→ REQUIRED WORK:
Copy, from the material below, each line that contains the word "UnboundedSender".

→ INFORMATION PROVIDED:
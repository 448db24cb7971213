/// Business logic layer
pub mod auth;
pub mod feed;
pub mod media;
pub mod visibility;
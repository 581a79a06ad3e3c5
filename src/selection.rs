//! Square selection: what a click on the board means.
//!
//! The controller feeds every board click through [`SelectionController::click`]
//! and acts on the returned [`ClickOutcome`]. Nothing here talks to the network
//! or knows chess rules.

use std::collections::BTreeSet;
use tracing::{debug, instrument};

use crate::chess::{Board, Color, GameState, Piece, Square};

static NO_CANDIDATES: BTreeSet<Square> = BTreeSet::new();

/// Squares highlighted for a selected piece of `color`.
///
/// Every square that is empty or holds an opposing piece. This deliberately
/// over-approximates the legal moves; the service decides legality when the
/// move is submitted.
#[instrument(skip(board))]
pub fn candidate_squares(board: &Board, color: Color) -> BTreeSet<Square> {
    board
        .iter()
        .filter(|(_, piece)| piece.is_none_or(|p| p.color != color))
        .map(|(square, _)| square)
        .collect()
}

/// Where the selection state machine currently is.
#[derive(Debug, Clone, Copy, PartialEq, Eq, strum::Display)]
pub enum SelectionPhase {
    /// Nothing selected.
    Idle,
    /// A piece is selected and candidates are highlighted.
    Selecting,
    /// The game is over; clicks do nothing until a new game replaces it.
    Locked,
}

/// What a click turned out to mean.
#[derive(Debug, Clone, Copy, PartialEq, Eq)]
pub enum ClickOutcome {
    /// The game is over, nothing happened.
    GameOver,
    /// A piece of the side to move is now selected.
    Selected {
        /// The selected square.
        square: Square,
        /// The piece on it.
        piece: Piece,
    },
    /// The click completed a move attempt; the selection has been cleared.
    MoveAttempt {
        /// Previously selected square.
        from: Square,
        /// Clicked square.
        to: Square,
    },
    /// Nothing selected and nothing selectable was clicked.
    Ignored,
}

#[derive(Debug, Clone, Default, PartialEq, Eq)]
enum SelectionState {
    #[default]
    Idle,
    Selecting {
        square: Square,
        candidates: BTreeSet<Square>,
    },
}

/// Owns the transient selection and its candidate set.
#[derive(Debug, Clone, Default)]
pub struct SelectionController {
    state: SelectionState,
}

impl SelectionController {
    /// Creates an idle controller.
    pub fn new() -> Self {
        Self::default()
    }

    /// The phase for the given authoritative state.
    pub fn phase(&self, game: &GameState) -> SelectionPhase {
        if game.game_status.is_terminal() {
            return SelectionPhase::Locked;
        }
        match self.state {
            SelectionState::Idle => SelectionPhase::Idle,
            SelectionState::Selecting { .. } => SelectionPhase::Selecting,
        }
    }

    /// The selected square, if any.
    pub fn selected(&self) -> Option<Square> {
        match &self.state {
            SelectionState::Idle => None,
            SelectionState::Selecting { square, .. } => Some(*square),
        }
    }

    /// Highlighted squares; empty while idle.
    pub fn candidates(&self) -> &BTreeSet<Square> {
        match &self.state {
            SelectionState::Idle => &NO_CANDIDATES,
            SelectionState::Selecting { candidates, .. } => candidates,
        }
    }

    /// Whether `square` is highlighted.
    pub fn is_candidate(&self, square: Square) -> bool {
        self.candidates().contains(&square)
    }

    /// Interprets a click on `square` against the authoritative `game`.
    #[instrument(skip_all, fields(square = %square, turn = %game.current_turn))]
    pub fn click(&mut self, game: &GameState, square: Square) -> ClickOutcome {
        if game.game_status.is_terminal() {
            debug!(status = %game.game_status, "Click ignored, game is over");
            return ClickOutcome::GameOver;
        }

        if let Some(piece) = game.board.piece_at(square)
            && piece.color == game.current_turn
        {
            let candidates = candidate_squares(&game.board, piece.color);
            debug!(candidates = candidates.len(), kind = %piece.kind, "Piece selected");
            self.state = SelectionState::Selecting { square, candidates };
            return ClickOutcome::Selected { square, piece };
        }

        match std::mem::take(&mut self.state) {
            SelectionState::Selecting { square: from, .. } => {
                debug!(from = %from, to = %square, "Move attempt");
                ClickOutcome::MoveAttempt { from, to: square }
            }
            SelectionState::Idle => ClickOutcome::Ignored,
        }
    }

    /// Drops the selection. Returns `true` if something was selected.
    #[instrument(skip(self))]
    pub fn clear(&mut self) -> bool {
        let had_selection = self.selected().is_some();
        self.state = SelectionState::Idle;
        had_selection
    }
}
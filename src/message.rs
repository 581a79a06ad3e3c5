//! The one-line status message shown under the board.

use derive_getters::Getters;
use std::time::{Duration, Instant};
use tracing::{debug, instrument};

/// Message severity; also selects the colour it is drawn in.
#[derive(Debug, Clone, Copy, PartialEq, Eq, Hash, strum::Display)]
#[strum(serialize_all = "lowercase")]
pub enum Severity {
    /// Neutral guidance.
    Info,
    /// Something worked. Expires on its own.
    Success,
    /// Something failed.
    Error,
}

/// A status message.
#[derive(Debug, Clone, PartialEq, Eq, Getters)]
pub struct StatusMessage {
    /// Text shown to the user.
    text: String,
    /// Severity.
    severity: Severity,
    /// When it was shown.
    created_at: Instant,
    /// Monotonic number identifying this particular message.
    generation: u64,
}

/// Holds at most one live [`StatusMessage`].
///
/// Success messages get a deadline when shown. The deadline is tied to the
/// message's generation, so a newer message never gets cleared by an older
/// message's timer, even when the texts are identical.
#[derive(Debug)]
pub struct MessageChannel {
    current: Option<StatusMessage>,
    expiry: Option<(u64, Instant)>,
    generation: u64,
    ttl: Duration,
}

impl MessageChannel {
    /// Creates an empty channel whose success messages last `ttl`.
    #[instrument]
    pub fn new(ttl: Duration) -> Self {
        Self {
            current: None,
            expiry: None,
            generation: 0,
            ttl,
        }
    }

    /// Shows `text`, replacing whatever was there.
    pub fn show(&mut self, text: impl Into<String>, severity: Severity) -> u64 {
        self.show_at(text, severity, Instant::now())
    }

    /// Shows `text` as if at time `now`. Returns the new message's generation.
    #[instrument(skip(self, text))]
    pub fn show_at(&mut self, text: impl Into<String>, severity: Severity, now: Instant) -> u64 {
        self.generation += 1;
        let text = text.into();
        debug!(generation = self.generation, %severity, text = %text, "Showing message");

        self.expiry = match severity {
            Severity::Success => Some((self.generation, now + self.ttl)),
            Severity::Info | Severity::Error => None,
        };
        self.current = Some(StatusMessage {
            text,
            severity,
            created_at: now,
            generation: self.generation,
        });
        self.generation
    }

    /// Clears the current message if its own deadline has passed.
    ///
    /// Returns `true` when something was cleared.
    #[instrument(skip(self))]
    pub fn expire(&mut self, now: Instant) -> bool {
        let Some((generation, deadline)) = self.expiry else {
            return false;
        };
        if now < deadline {
            return false;
        }
        self.expiry = None;
        match &self.current {
            Some(message) if message.generation == generation => {
                debug!(generation, "Message expired");
                self.current = None;
                true
            }
            _ => false,
        }
    }

    /// Removes the current message immediately.
    pub fn clear(&mut self) {
        self.current = None;
        self.expiry = None;
    }

    /// The live message, if any.
    pub fn current(&self) -> Option<&StatusMessage> {
        self.current.as_ref()
    }

    /// Text of the live message, if any.
    pub fn text(&self) -> Option<&str> {
        self.current.as_ref().map(|m| m.text.as_str())
    }

    /// When the live message will expire, if it will.
    pub fn deadline(&self) -> Option<Instant> {
        self.expiry.map(|(_, deadline)| deadline)
    }
}
//! Strictly Chess - terminal client for a server-authoritative chess service
//!
//! The service owns the game: it checks legality, detects check and mate, and
//! keeps the move log. This crate decides what a click means, submits moves,
//! and swaps its local copy of the game for whatever the service answers.
//!
//! # Architecture
//!
//! - **Session**: the authoritative state and the request-in-flight guard
//! - **Selection**: click interpretation and the candidate-square set
//! - **Submitter**: move requests and reconciliation of the answer
//! - **Controller**: the state machine tying it together, free of I/O
//! - **Dispatcher**: runs controller commands against a [`ChessApi`]
//! - **TUI**: ratatui front end
//!
//! # Example
//!
//! ```no_run
//! use std::time::Duration;
//! use strictly_chess::{SessionController, UserAction, Square};
//!
//! let mut controller = SessionController::new(Duration::from_secs(3), true);
//! let commands = controller.start_new_session();
//! assert_eq!(commands.len(), 1);
//! // ...dispatch, then feed replies back with `controller.apply(reply)`.
//! let _ = controller.handle(UserAction::Click(Square::new(7, 4).unwrap()));
//! ```

#![warn(missing_docs)]
#![forbid(unsafe_code)]

// Private module declarations
mod api;
mod chess;
mod config;
mod controller;
mod dispatch;
mod error;
mod history;
mod message;
mod selection;
mod session;
mod submitter;
mod tui;

// Crate-level exports - Chess data
pub use chess::{
    BOARD_SIZE, Board, Color, GameState, GameStatus, MoveRecord, Piece, PieceKind, Square,
    SquareOutOfRange,
};

// Crate-level exports - Service API
pub use api::{ChessApi, Health, MoveAccepted, MoveBody, NewGame, RestChessClient};
pub use error::{ApiError, ApiErrorKind};

// Crate-level exports - Configuration
pub use config::{ClientConfig, ConfigError, SERVER_URL_ENV};

// Crate-level exports - Interaction state machine
pub use controller::{BUSY_MESSAGE, Command, ServiceReply, SessionController, Summary, UserAction};
pub use dispatch::{Dispatcher, execute};
pub use history::{HistoryFetch, HistoryView, format_entry, format_history};
pub use message::{MessageChannel, Severity, StatusMessage};
pub use selection::{ClickOutcome, SelectionController, SelectionPhase, candidate_squares};
pub use session::{GameSession, PendingRequest, RequestGuard, RequestTicket, SessionId};
pub use submitter::{MoveRequest, Reconciled, reconcile, status_announcement};

// Crate-level exports - Terminal UI
pub use tui::{App, run_tui};
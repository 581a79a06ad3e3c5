//! The active game session and the request-in-flight guard.

use derive_getters::Getters;
use derive_more::{Display, From};
use serde::{Deserialize, Serialize};
use tracing::{debug, info, instrument, warn};

use crate::chess::{GameState, Square};

/// Opaque identifier the service assigns to a game.
#[derive(Debug, Clone, PartialEq, Eq, Hash, Display, From, Serialize, Deserialize)]
#[serde(transparent)]
pub struct SessionId(String);

impl SessionId {
    /// Wraps a raw identifier.
    pub fn new(id: impl Into<String>) -> Self {
        Self(id.into())
    }

    /// The raw identifier.
    pub fn as_str(&self) -> &str {
        &self.0
    }
}

impl From<&str> for SessionId {
    fn from(id: &str) -> Self {
        Self(id.to_string())
    }
}

/// The single authoritative game the client is showing.
///
/// The state is only ever swapped for a complete copy received from the
/// service; there is no way to patch part of it.
#[derive(Debug, Clone, PartialEq, Eq, Getters)]
pub struct GameSession {
    /// Service-assigned identifier.
    id: SessionId,
    /// Last state received from the service.
    state: GameState,
}

impl GameSession {
    /// Creates a session from a fresh service response.
    #[instrument(skip(state), fields(session_id = %id))]
    pub fn new(id: SessionId, state: GameState) -> Self {
        info!(
            turn = %state.current_turn,
            status = %state.game_status,
            "Creating game session"
        );
        Self { id, state }
    }

    /// Replaces the state wholesale with the service's copy.
    #[instrument(skip(self, state), fields(session_id = %self.id))]
    pub fn replace_state(&mut self, state: GameState) {
        debug!(
            move_count = state.move_count,
            turn = %state.current_turn,
            status = %state.game_status,
            "Replacing authoritative state"
        );
        self.state = state;
    }
}

/// What an outstanding guarded request is for.
#[derive(Debug, Clone, PartialEq, Eq, Display)]
pub enum PendingRequest {
    /// `POST /game/new`.
    #[display("new game")]
    NewGame,
    /// `POST /game/{id}/move`.
    #[display("move {} -> {}", from, to)]
    Move {
        /// Origin square.
        from: Square,
        /// Destination square.
        to: Square,
    },
    /// `GET /game/{id}/state`.
    #[display("state resync")]
    Resync,
}

/// Proof that a guarded request was admitted. Replies carry it back so the
/// guard can tell the current request from a stale one.
#[derive(Debug, Clone, Copy, PartialEq, Eq, Hash, Display)]
#[display("#{}", _0)]
pub struct RequestTicket(u64);

/// Admits at most one state-changing request at a time.
#[derive(Debug, Default, Getters)]
pub struct RequestGuard {
    /// The outstanding request and its ticket, if any.
    outstanding: Option<(RequestTicket, PendingRequest)>,
    #[getter(skip)]
    next: u64,
}

impl RequestGuard {
    /// Creates an idle guard.
    pub fn new() -> Self {
        Self::default()
    }

    /// True while a request is outstanding.
    pub fn is_busy(&self) -> bool {
        self.outstanding.is_some()
    }

    /// Admits `request` if nothing else is outstanding.
    #[instrument(skip(self))]
    pub fn begin(&mut self, request: PendingRequest) -> Option<RequestTicket> {
        if let Some((ticket, pending)) = &self.outstanding {
            warn!(%ticket, %pending, "Request refused, another one is in flight");
            return None;
        }
        self.next += 1;
        let ticket = RequestTicket(self.next);
        debug!(%ticket, %request, "Request admitted");
        self.outstanding = Some((ticket, request));
        Some(ticket)
    }

    /// Releases the guard if `ticket` is the outstanding one.
    ///
    /// Returns `false` for a stale ticket; the caller must then discard the reply.
    #[instrument(skip(self))]
    pub fn settle(&mut self, ticket: RequestTicket) -> bool {
        match &self.outstanding {
            Some((current, _)) if *current == ticket => {
                self.outstanding = None;
                true
            }
            _ => {
                warn!(%ticket, "Discarding reply for a request that is no longer current");
                false
            }
        }
    }
}
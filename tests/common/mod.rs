//! Shared fixtures for integration tests.

#![allow(dead_code)]

use async_trait::async_trait;
use std::collections::VecDeque;
use std::sync::Mutex;

use strictly_chess::{
    ApiError, Board, ChessApi, Color, GameState, GameStatus, Health, MoveAccepted, MoveRecord,
    NewGame, Piece, PieceKind, SessionId, Square,
};

pub fn sq(row: u8, col: u8) -> Square {
    Square::new(row, col).expect("square on board")
}

/// Standard starting arrangement: black on rows 0-1, white on rows 6-7.
pub fn starting_board() -> Board {
    use PieceKind::*;
    let back = [Rook, Knight, Bishop, Queen, King, Bishop, Knight, Rook];
    let mut board = Board::empty();
    for (col, kind) in back.into_iter().enumerate() {
        let col = col as u8;
        board = board
            .with_piece(sq(0, col), Some(Piece::new(Color::Black, kind)))
            .with_piece(sq(1, col), Some(Piece::new(Color::Black, Pawn)))
            .with_piece(sq(6, col), Some(Piece::new(Color::White, Pawn)))
            .with_piece(sq(7, col), Some(Piece::new(Color::White, kind)));
    }
    board
}

pub fn state(board: Board, turn: Color, status: GameStatus, move_count: u32) -> GameState {
    GameState::new(board, turn, status, move_count)
}

pub fn starting_state() -> GameState {
    state(starting_board(), Color::White, GameStatus::Active, 0)
}

/// Starting position after 1. e4.
pub fn after_e4() -> GameState {
    let board = starting_board()
        .with_piece(sq(6, 4), None)
        .with_piece(sq(4, 4), Some(Piece::new(Color::White, PieceKind::Pawn)));
    state(board, Color::Black, GameStatus::Active, 1)
}

pub fn new_game(id: &str) -> NewGame {
    NewGame {
        game_id: SessionId::new(id),
        state: starting_state(),
        message: Some("New game created".to_string()),
    }
}

pub fn accepted(state: GameState) -> MoveAccepted {
    MoveAccepted {
        state,
        message: "Move successful".to_string(),
    }
}

/// Calls a [`FakeApi`] received, in order.
#[derive(Debug, Clone, PartialEq, Eq)]
pub enum Call {
    NewGame,
    Move(SessionId, Square, Square),
    History(SessionId),
    State(SessionId),
    Health,
}

/// Scripted in-memory service.
///
/// Each endpoint pops its next scripted answer; an empty script yields a
/// transport error so a missing expectation shows up as a failure.
#[derive(Default)]
pub struct FakeApi {
    pub calls: Mutex<Vec<Call>>,
    pub new_games: Mutex<VecDeque<Result<NewGame, ApiError>>>,
    pub moves: Mutex<VecDeque<Result<MoveAccepted, ApiError>>>,
    pub histories: Mutex<VecDeque<Result<Vec<MoveRecord>, ApiError>>>,
    pub states: Mutex<VecDeque<Result<GameState, ApiError>>>,
}

impl FakeApi {
    pub fn new() -> Self {
        Self::default()
    }

    pub fn push_new_game(&self, outcome: Result<NewGame, ApiError>) {
        self.new_games.lock().unwrap().push_back(outcome);
    }

    pub fn push_move(&self, outcome: Result<MoveAccepted, ApiError>) {
        self.moves.lock().unwrap().push_back(outcome);
    }

    pub fn push_history(&self, outcome: Result<Vec<MoveRecord>, ApiError>) {
        self.histories.lock().unwrap().push_back(outcome);
    }

    pub fn calls(&self) -> Vec<Call> {
        self.calls.lock().unwrap().clone()
    }

    fn record(&self, call: Call) {
        self.calls.lock().unwrap().push(call);
    }
}

fn next<T>(queue: &Mutex<VecDeque<Result<T, ApiError>>>) -> Result<T, ApiError> {
    queue
        .lock()
        .unwrap()
        .pop_front()
        .unwrap_or_else(|| Err(ApiError::transport("no scripted response")))
}

#[async_trait]
impl ChessApi for FakeApi {
    async fn new_game(&self) -> Result<NewGame, ApiError> {
        self.record(Call::NewGame);
        next(&self.new_games)
    }

    async fn make_move(
        &self,
        session_id: &SessionId,
        from: Square,
        to: Square,
    ) -> Result<MoveAccepted, ApiError> {
        self.record(Call::Move(session_id.clone(), from, to));
        next(&self.moves)
    }

    async fn history(&self, session_id: &SessionId) -> Result<Vec<MoveRecord>, ApiError> {
        self.record(Call::History(session_id.clone()));
        next(&self.histories)
    }

    async fn state(&self, session_id: &SessionId) -> Result<GameState, ApiError> {
        self.record(Call::State(session_id.clone()));
        next(&self.states)
    }

    async fn health(&self) -> Result<Health, ApiError> {
        self.record(Call::Health);
        Ok(Health {
            status: "healthy".to_string(),
            active_games: 0,
        })
    }
}
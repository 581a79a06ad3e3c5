//! Runs controller commands against the service off the UI loop.

use std::sync::Arc;
use tokio::sync::mpsc;
use tokio::task::JoinHandle;
use tracing::{debug, instrument};

use crate::api::ChessApi;
use crate::controller::{Command, ServiceReply};
use crate::history;

/// Executes one command and packages the result for the controller.
#[instrument(skip(api))]
pub async fn execute(api: &dyn ChessApi, command: Command) -> ServiceReply {
    match command {
        Command::NewGame { ticket } => ServiceReply::NewGame {
            ticket,
            outcome: api.new_game().await,
        },
        Command::SubmitMove { ticket, request } => ServiceReply::Move {
            ticket,
            outcome: request.send(api).await,
        },
        Command::FetchState { ticket, session_id } => {
            let outcome = api.state(&session_id).await;
            ServiceReply::State {
                ticket,
                session_id,
                outcome,
            }
        }
        Command::FetchHistory { session_id, fetch } => {
            let outcome = history::fetch(api, &session_id).await;
            ServiceReply::History {
                session_id,
                fetch,
                outcome,
            }
        }
    }
}

/// Spawns each command as its own task and sends the reply back over a channel.
///
/// The UI loop stays responsive while requests are outstanding and picks the
/// replies up between frames.
#[derive(Clone)]
pub struct Dispatcher {
    api: Arc<dyn ChessApi>,
    replies: mpsc::UnboundedSender<ServiceReply>,
}

impl std::fmt::Debug for Dispatcher {
    fn fmt(&self, f: &mut std::fmt::Formatter<'_>) -> std::fmt::Result {
        f.debug_struct("Dispatcher").finish_non_exhaustive()
    }
}

impl Dispatcher {
    /// Creates a dispatcher that reports on `replies`.
    pub fn new(api: Arc<dyn ChessApi>, replies: mpsc::UnboundedSender<ServiceReply>) -> Self {
        Self { api, replies }
    }

    /// Starts `command` in the background.
    #[instrument(skip(self))]
    pub fn dispatch(&self, command: Command) -> JoinHandle<()> {
        let api = Arc::clone(&self.api);
        let replies = self.replies.clone();
        tokio::spawn(async move {
            let reply = execute(api.as_ref(), command).await;
            if replies.send(reply).is_err() {
                debug!("Reply receiver dropped, UI has shut down");
            }
        })
    }

    /// Starts every command in `commands`.
    pub fn dispatch_all(&self, commands: impl IntoIterator<Item = Command>) {
        for command in commands {
            self.dispatch(command);
        }
    }
}
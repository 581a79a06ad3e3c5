//! Error types for calls against the game service.

use derive_more::{Display, Error};
use tracing::instrument;

/// Why a service call failed.
#[derive(Debug, Clone, Copy, PartialEq, Eq, Display)]
pub enum ApiErrorKind {
    /// The service answered `success: false` (illegal move, unknown game, ...).
    #[display("rejected")]
    Rejected,
    /// No usable answer: connection failure, timeout, or an unparseable body.
    #[display("transport")]
    Transport,
}

/// Service call error with location tracking.
#[derive(Debug, Clone, Display, Error)]
#[display("API {} error: {} at {}:{}", kind, message, file, line)]
pub struct ApiError {
    /// Failure class.
    pub kind: ApiErrorKind,
    /// Error message. For rejections this is the service's text, verbatim.
    pub message: String,
    /// Line number where error occurred.
    pub line: u32,
    /// Source file where error occurred.
    pub file: &'static str,
}

impl ApiError {
    /// Creates an error of the given kind with caller location tracking.
    #[track_caller]
    #[instrument(skip(message))]
    pub fn new(kind: ApiErrorKind, message: impl Into<String>) -> Self {
        let loc = std::panic::Location::caller();
        Self {
            kind,
            message: message.into(),
            line: loc.line(),
            file: loc.file(),
        }
    }

    /// The service refused the request.
    #[track_caller]
    pub fn rejected(message: impl Into<String>) -> Self {
        Self::new(ApiErrorKind::Rejected, message)
    }

    /// The request did not produce a usable response.
    #[track_caller]
    pub fn transport(message: impl Into<String>) -> Self {
        Self::new(ApiErrorKind::Transport, message)
    }

    /// True for domain rejections.
    pub fn is_rejection(&self) -> bool {
        self.kind == ApiErrorKind::Rejected
    }
}

impl From<reqwest::Error> for ApiError {
    #[track_caller]
    fn from(err: reqwest::Error) -> Self {
        Self::transport(err.to_string())
    }
}

impl From<serde_json::Error> for ApiError {
    #[track_caller]
    fn from(err: serde_json::Error) -> Self {
        Self::transport(format!("Invalid JSON response: {}", err))
    }
}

→ WRITTEN REPLY:
    replies: mpsc::UnboundedSender<ServiceReply>,
    pub fn new(api: Arc<dyn ChessApi>, replies: mpsc::UnboundedSender<ServiceReply>) -> Self {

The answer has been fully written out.